Woo Suk Hwang is said to have moved to Thailand to continue cloning. Credit: YONHAP, S. R. BAK/AP

Se Pil Park, a fertility expert at Cheju National University in South Korea, says Hwang and ten colleagues have gone to Thailand to carry out cloning experiments involving the transfer of human DNA into eggs from cows, pigs and other animals. The resulting embryos cannot produce viable offspring, but might result in embryonic stem-cell lines that could be cultured for research and for therapeutic use.

In 2004, Hwang claimed to have produced embryonic stem cells by cloning human DNA using human eggs. But the data behind these claims were found to have been fabricated. Park would not disclose details of the researcher's latest work, nor where he was based.

Hwang, who remains on trial for fraud, embezzlement and violation of a bioethics law related to his discredited experiments, lost his licence to do research with human eggs. According to Park, Hwang went to Thailand to carry out interspecies cloning because he thought he would face opposition from ethicists in his home country.

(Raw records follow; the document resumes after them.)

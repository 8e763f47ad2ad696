use std::path::PathBuf;

use serde::Serialize;
use thiserror::Error;

/// Exit code recorded when a process could not be started or ended without one.
pub const SYNTHETIC_FAILURE_EXIT_CODE: i32 = 1;

/// Exit code recorded when a run is killed for exceeding the task timeout.
pub const TIMEOUT_EXIT_CODE: i32 = 124;

#[derive(Error, Debug)]
pub enum OrchestratorError {
    #[error("Unknown task: {0}")]
    UnknownTask(String),

    #[error("{title} is already running")]
    Busy {
        task_id: String,
        title: String,
        run_id: String,
    },

    #[error("{0}")]
    InvalidParams(String),

    #[error("Bot workspace not found: {}", .0.display())]
    WorkspaceMissing(PathBuf),

    #[error("Failed to start `{executable}`: {source}")]
    LaunchFailure {
        executable: String,
        #[source]
        source: std::io::Error,
    },

    #[error("Process error: {0}")]
    RuntimeFailure(String),
}

/// Discriminator the HTTP layer maps to a status code without parsing messages.
#[derive(Debug, Clone, Copy, PartialEq, Eq, Serialize)]
#[serde(rename_all = "SCREAMING_SNAKE_CASE")]
pub enum ErrorKind {
    UnknownTask,
    Busy,
    InvalidParams,
    WorkspaceMissing,
    LaunchFailure,
    RuntimeFailure,
}

impl ErrorKind {
    pub fn code(self) -> &'static str {
        match self {
            ErrorKind::UnknownTask => "UNKNOWN_TASK",
            ErrorKind::Busy => "BUSY",
            ErrorKind::InvalidParams => "INVALID_PARAMS",
            ErrorKind::WorkspaceMissing => "WORKSPACE_MISSING",
            ErrorKind::LaunchFailure => "LAUNCH_FAILURE",
            ErrorKind::RuntimeFailure => "RUNTIME_FAILURE",
        }
    }

    pub fn http_status(self) -> u16 {
        match self {
            ErrorKind::Busy => 409,
            ErrorKind::UnknownTask | ErrorKind::InvalidParams => 400,
            _ => 500,
        }
    }
}

impl OrchestratorError {
    pub fn kind(&self) -> ErrorKind {
        match self {
            OrchestratorError::UnknownTask(_) => ErrorKind::UnknownTask,
            OrchestratorError::Busy { .. } => ErrorKind::Busy,
            OrchestratorError::InvalidParams(_) => ErrorKind::InvalidParams,
            OrchestratorError::WorkspaceMissing(_) => ErrorKind::WorkspaceMissing,
            OrchestratorError::LaunchFailure { .. } => ErrorKind::LaunchFailure,
            OrchestratorError::RuntimeFailure(_) => ErrorKind::RuntimeFailure,
        }
    }

    pub fn code(&self) -> &'static str {
        self.kind().code()
    }
}

/// Validation failure raised by a task's build function.
#[derive(Error, Debug, Clone, PartialEq, Eq)]
#[error("{0}")]
pub struct BuildError(pub String);

impl BuildError {
    pub fn new(message: impl Into<String>) -> Self {
        Self(message.into())
    }
}

impl From<BuildError> for OrchestratorError {
    fn from(err: BuildError) -> Self {
        OrchestratorError::InvalidParams(err.0)
    }
}

pub type Result<T> = std::result::Result<T, OrchestratorError>;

In Thailand, human reproductive cloning was made illegal in 2002, but there are currently no laws regulating therapeutic cloning involving human DNA or interspecies cloning. According to Thai veterinary scientist Pradon Chatikavanij, proposed regulations on animal experimentation now before the main legislative body, the Council of State, might restrict interspecies cloning, although no decision on this has yet been made. Chatikavanij is the former head of and now a consultant for the National Research Council of Thailand, which is in charge of drafting the regulations.

Chatikavanij says the Thai government knows nothing about any research being done by Hwang in Thailand. “We should know what they are doing. We are very concerned about what is happening,” he says.